[Task to complete] Would you please output the lines from the one holding "self.parameters.alpha, self.parameters.beta" to the end of the entries, exactly and with no others?

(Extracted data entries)
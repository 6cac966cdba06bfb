//! Map parameters and configuration
//!
//! Map families in this crate take at most two real parameters, `alpha` and
//! `beta`. A [`MapConfiguration`] fixes both and designates which one is swept
//! along the x-axis of a diagram.

use std::fmt;

// =================================================================================================
// Parameter identifiers
// =================================================================================================

/// Named map parameter (type-safe identifier)
///
/// Replaces string-keyed lookups: the swept parameter of a diagram is one of
/// these variants, never a name resolved at call time.
#[derive(Debug, Clone, Copy, PartialEq, Eq, Hash)]
pub enum MapParameter {
    /// First parameter α (linear coefficient for the Newton maps)
    Alpha,

    /// Second parameter β (constant coefficient for the quadratic Newton map)
    Beta,
}

impl MapParameter {
    /// Short name used in labels and metadata
    pub fn name(&self) -> &'static str {
        match self {
            MapParameter::Alpha => "alpha",
            MapParameter::Beta => "beta",
        }
    }

    /// Greek symbol for axis labels
    pub fn symbol(&self) -> &'static str {
        match self {
            MapParameter::Alpha => "α",
            MapParameter::Beta => "β",
        }
    }
}

impl fmt::Display for MapParameter {
    fn fmt(&self, f: &mut fmt::Formatter<'_>) -> fmt::Result {
        write!(f, "{}", self.name())
    }
}

// =================================================================================================
// Parameter record
// =================================================================================================

/// Values of all map parameters for one evaluation
///
/// Maps that do not use a parameter simply ignore it.
#[derive(Debug, Clone, Copy, PartialEq, Default)]
pub struct MapParameters {
    /// α
    pub alpha: f64,

    /// β
    pub beta: f64,
}

impl MapParameters {
    /// Create a parameter record
    pub fn new(alpha: f64, beta: f64) -> Self {
        Self { alpha, beta }
    }

    /// Record with only α set (β = 0)
    pub fn alpha(alpha: f64) -> Self {
        Self { alpha, beta: 0.0 }
    }

    /// Read a parameter by identifier
    pub fn get(&self, parameter: MapParameter) -> f64 {
        match parameter {
            MapParameter::Alpha => self.alpha,
            MapParameter::Beta => self.beta,
        }
    }

    /// Copy of this record with one parameter replaced
    #[inline]
    pub fn with(mut self, parameter: MapParameter, value: f64) -> Self {
        match parameter {
            MapParameter::Alpha => self.alpha = value,
            MapParameter::Beta => self.beta = value,
        }
        self
    }
}

// =================================================================================================
// Map configuration
// =================================================================================================

/// Immutable map configuration for one diagram
///
/// Holds the fixed parameter values plus the designated variable parameter.
/// The fixed value of the variable parameter is kept (it is what the cobweb
/// tracer and single-point evaluations use) but is overridden entry by entry
/// when iterating across a [`ParameterSweep`](crate::engine::ParameterSweep).
///
/// # Example
///
/// ```rust
/// use bifurc_rs::maps::{MapConfiguration, MapParameter, MapParameters};
///
/// let config = MapConfiguration::new(MapParameters::new(1.0, 0.5), MapParameter::Alpha);
/// let at = config.at(2.5);
/// assert_eq!(at.alpha, 2.5);
/// assert_eq!(at.beta, 0.5);
/// ```
#[derive(Debug, Clone, Copy, PartialEq)]
pub struct MapConfiguration {
    parameters: MapParameters,
    variable: MapParameter,
}

impl MapConfiguration {
    /// Create a configuration sweeping `variable`
    pub fn new(parameters: MapParameters, variable: MapParameter) -> Self {
        Self { parameters, variable }
    }

    /// Configuration sweeping α with β fixed
    pub fn sweep_alpha(beta: f64) -> Self {
        Self::new(MapParameters::new(0.0, beta), MapParameter::Alpha)
    }

    /// Fixed parameter values
    pub fn parameters(&self) -> &MapParameters {
        &self.parameters
    }

    /// Designated variable parameter
    pub fn variable(&self) -> MapParameter {
        self.variable
    }

    /// Parameter record for the sweep entry holding `value`
    #[inline]
    pub fn at(&self, value: f64) -> MapParameters {
        self.parameters.with(self.variable, value)
    }

    /// Reject non-finite fixed parameters
    pub fn validate(&self) -> Result<(), String> {
        if !self.parameters.alpha.is_finite() || !self.parameters.beta.is_finite() {
            return Err(format!(
                "Map parameters must be finite, got alpha = {}, beta = {}",
                self.parameters.alpha, self.parameters.beta
            ));
        }
        Ok(())
    }
}

// =================================================================================================
// Tests
// =================================================================================================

[Solution to the problem]
                self.parameters.alpha, self.parameters.beta
            ));
        }
        Ok(())
    }
}

// =================================================================================================
// Tests
// =================================================================================================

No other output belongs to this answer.